Throughout the past year and a half, the conservative lawyer, who Trump once considered nominating to be solicitor general, has railed against the president on Twitter. Now, Conway's husband "wishes he had never introduced his wife to Trump in the first place," according to The Washington Post.
Although he has since removed many of his anti-Trump tweets, one that remains on his account from March slammed a report that Trump's attorneys discussed pardons for former aides Michael Flynn and Paul Manafort as "flabbergasting."
In June, Conway's husband also penned a 3,500-word essay, in which he blasted Trump's tweet calling the appointment of special counsel Robert Mueller "UNCONSTITUTIONAL!" as a "meritless legal position" based in an argument from a conservative legal scholar that is "uncomplicatedly, flatly wrong."
Earlier this year, Conway, who has been one of the most visible faces of the Trump administration, shamed CNN host Dana Bash on live TV for asking about her husband's Twitter account.
"It's fascinating to me that CNN would go there," Conway said at the time. "But it's very good for the whole world to just witness that it's now fair game how people's spouses and significant others may differ with them." She then accused the anchor of trying to "harass and embarrass" by asking the personal question.
When The Post's Ben Terris asked Conway's husband about the tweets, he dodged the question by saying, "her problem is with her boss – not me." He also noted he was "holding back a little" for his wife.
"It's an outlet that keeps it a small part of my life," Conway's husband said. "It's a quick easy way to express myself that keeps me from making it a bigger part of my life."

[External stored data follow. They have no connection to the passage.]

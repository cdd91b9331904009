//! Centralized configuration for the ratchet core.
//!
//! Tunables that would otherwise be scattered magic numbers live here.

use std::sync::OnceLock;

/// Global configuration singleton.
static GLOBAL_CONFIG: OnceLock<Config> = OnceLock::new();

#[derive(Debug, Clone)]
pub struct Config {
    // ============================================
    // DOUBLE RATCHET PARAMETERS
    // ============================================
    /// Maximum skipped message keys retained per session (DoS protection).
    /// Normative value per the Signal wire protocol: 2000.
    pub max_skipped_message_keys: u32,

    /// Maximum archived (closed) sessions retained per record; oldest evicted first.
    pub max_archived_sessions: usize,

    /// Maximum forward jump (in message-key derivations) tolerated in one
    /// chain-advance when filling skipped keys. Same cap as
    /// `max_skipped_message_keys` (a single session cannot skip further
    /// than its own retention limit would let it recover from).
    pub max_forward_jump: u32,

    // ============================================
    // KEY SIZES (informational; primitives hardcode these, exposed for callers)
    // ============================================
    pub public_key_size: usize,
    pub signature_size: usize,
}

impl Config {
    pub fn default() -> Self {
        Self {
            max_skipped_message_keys: 2000,
            max_archived_sessions: 40,
            max_forward_jump: 2000,
            public_key_size: 32,
            signature_size: 64,
        }
    }

    /// Build configuration from environment variable overrides.
    pub fn from_env() -> Self {
        let mut config = Self::default();

        if let Ok(val) = std::env::var("MAX_SKIPPED_MESSAGE_KEYS") {
            if let Ok(parsed) = val.parse() {
                config.max_skipped_message_keys = parsed;
                config.max_forward_jump = parsed;
            }
        }

        if let Ok(val) = std::env::var("MAX_ARCHIVED_SESSIONS") {
            if let Ok(parsed) = val.parse() {
                config.max_archived_sessions = parsed;
            }
        }

        config
    }

    /// Fetch the global instance, initializing with defaults on first access.
    pub fn global() -> &'static Config {
        GLOBAL_CONFIG.get_or_init(Self::default)
    }

    /// Initialize the global config with defaults.
    pub fn init() -> Result<(), &'static str> {
        GLOBAL_CONFIG
            .set(Self::default())
            .map_err(|_| "Config already initialized")
    }

    /// Initialize the global config from environment variables.
    pub fn init_from_env() -> Result<(), &'static str> {
        GLOBAL_CONFIG
            .set(Self::from_env())
            .map_err(|_| "Config already initialized")
    }

    /// Initialize the global config with a caller-supplied instance.
    /// Tests use this to shrink `max_skipped_message_keys` so the
    /// overflow/eviction behavior can be exercised without generating
    /// thousands of real messages.
    pub fn init_with(config: Config) -> Result<(), &'static str> {
        GLOBAL_CONFIG
            .set(config)
            .map_err(|_| "Config already initialized")
    }

    pub fn is_initialized() -> bool {
        GLOBAL_CONFIG.get().is_some()
    }
}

He also hinted that he was ready for his wife to leave her post at 1600 Pennsylvania Avenue.
"If my wife were the counselor to the CEO of Pepsi and I had a problem with her boss, I would simply drink my Coke and keep my mouth shut," George Conway said. "If the president were simply mediocre or even bad, I’d have nothing to say. This is much different."
Later in the profile, he added: "If there's an issue, it's because she's in that job for that man."